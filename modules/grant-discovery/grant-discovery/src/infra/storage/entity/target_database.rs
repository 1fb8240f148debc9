use grant_discovery_sdk::TargetDatabase;
use sea_orm::entity::prelude::*;

#[derive(Clone, Debug, PartialEq, Eq, DeriveEntityModel)]
#[sea_orm(table_name = "target_databases")]
pub struct Model {
    #[sea_orm(primary_key, auto_increment = false)]
    pub id: i64,
    pub connection_id: i64,
    pub name: String,
}

#[derive(Copy, Clone, Debug, EnumIter, DeriveRelation)]
pub enum Relation {
    #[sea_orm(has_many = "super::target_object::Entity")]
    Objects,
}

impl ActiveModelBehavior for ActiveModel {}

impl Related<super::target_object::Entity> for Entity {
    fn to() -> RelationDef {
        Relation::Objects.def()
    }
}

impl From<Model> for TargetDatabase {
    fn from(m: Model) -> Self {
        Self {
            id: m.id,
            connection_id: m.connection_id,
            name: m.name,
        }
    }
}
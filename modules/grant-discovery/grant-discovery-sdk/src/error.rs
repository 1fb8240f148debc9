//! Error types for the grant discovery module.

use thiserror::Error;

/// Errors returned by [`GrantDiscoveryClient`](crate::GrantDiscoveryClient).
///
/// A run that executed and failed is not an error at this level; it is
/// reported through `RunOutcome.success == false`.
#[derive(Debug, Error)]
pub enum GrantDiscoveryError {
    /// Another trigger already claimed this job id.
    #[error("job '{job_id}' was already processed")]
    AlreadyProcessed { job_id: String },

    /// An internal error occurred.
    #[error("internal error: {0}")]
    Internal(String),
}
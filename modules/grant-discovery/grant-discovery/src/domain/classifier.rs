//! Partition of the template catalog into evaluation tiers.

use std::collections::BTreeSet;

use grant_discovery_sdk::{ListPolicy, PolicyTemplate};

/// Disjoint template tiers, one per pass.
#[derive(Debug, Default, Clone)]
pub struct TemplateTiers {
    /// The reserved "grants everything" template, if present in the catalog.
    pub super_template: Option<PolicyTemplate>,
    /// Templates referenced by at least one active list-policy.
    pub action_wide: Vec<PolicyTemplate>,
    pub object_specific: Vec<PolicyTemplate>,
}

impl TemplateTiers {
    #[must_use]
    pub fn len(&self) -> usize {
        usize::from(self.super_template.is_some())
            + self.action_wide.len()
            + self.object_specific.len()
    }

    #[must_use]
    pub fn is_empty(&self) -> bool {
        self.len() == 0
    }
}

/// Classify purely by id membership; nothing is evaluated here.
#[must_use]
pub fn classify(
    templates: Vec<PolicyTemplate>,
    list_policies: &[ListPolicy],
    super_template_id: i64,
) -> TemplateTiers {
    let bundled: BTreeSet<i64> = list_policies
        .iter()
        .filter(|lp| lp.active)
        .flat_map(|lp| lp.template_ids.iter().copied())
        .collect();

    let mut tiers = TemplateTiers::default();
    for template in templates {
        if template.id == super_template_id {
            tiers.super_template = Some(template);
        } else if bundled.contains(&template.id) {
            tiers.action_wide.push(template);
        } else {
            tiers.object_specific.push(template);
        }
    }
    tiers
}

──────

● **ACTION ITEM**
Please reproduce exactly the lines from the first one of the records above through the line containing "pub fn len(&self)", both included, and nothing else.

● **SOLUTION**
filename modules/grant-discovery/grant-discovery/src/infra/storage/entity/target_database.rs
repository 1fb8240f148debc9
use grant_discovery_sdk::TargetDatabase;
use sea_orm::entity::prelude::*;

#[derive(Clone, Debug, PartialEq, Eq, DeriveEntityModel)]
#[sea_orm(table_name = "target_databases")]
pub struct Model {
    #[sea_orm(primary_key, auto_increment = false)]
    pub id: i64,
    pub connection_id: i64,
    pub name: String,
}

#[derive(Copy, Clone, Debug, EnumIter, DeriveRelation)]
pub enum Relation {
    #[sea_orm(has_many = "super::target_object::Entity")]
    Objects,
}

impl ActiveModelBehavior for ActiveModel {}

impl Related<super::target_object::Entity> for Entity {
    fn to() -> RelationDef {
        Relation::Objects.def()
    }
}

impl From<Model> for TargetDatabase {
    fn from(m: Model) -> Self {
        Self {
            id: m.id,
            connection_id: m.connection_id,
            name: m.name,
        }
    }
}
filename modules/grant-discovery/grant-discovery-sdk/src/error.rs
repository 1fb8240f148debc9
//! Error types for the grant discovery module.

use thiserror::Error;

/// Errors returned by [`GrantDiscoveryClient`](crate::GrantDiscoveryClient).
///
/// A run that executed and failed is not an error at this level; it is
/// reported through `RunOutcome.success == false`.
#[derive(Debug, Error)]
pub enum GrantDiscoveryError {
    /// Another trigger already claimed this job id.
    #[error("job '{job_id}' was already processed")]
    AlreadyProcessed { job_id: String },

    /// An internal error occurred.
    #[error("internal error: {0}")]
    Internal(String),
}
filename modules/grant-discovery/grant-discovery/src/domain/classifier.rs
//! Partition of the template catalog into evaluation tiers.

use std::collections::BTreeSet;

use grant_discovery_sdk::{ListPolicy, PolicyTemplate};

/// Disjoint template tiers, one per pass.
#[derive(Debug, Default, Clone)]
pub struct TemplateTiers {
    /// The reserved "grants everything" template, if present in the catalog.
    pub super_template: Option<PolicyTemplate>,
    /// Templates referenced by at least one active list-policy.
    pub action_wide: Vec<PolicyTemplate>,
    pub object_specific: Vec<PolicyTemplate>,
}

impl TemplateTiers {
    #[must_use]
    pub fn len(&self) -> usize {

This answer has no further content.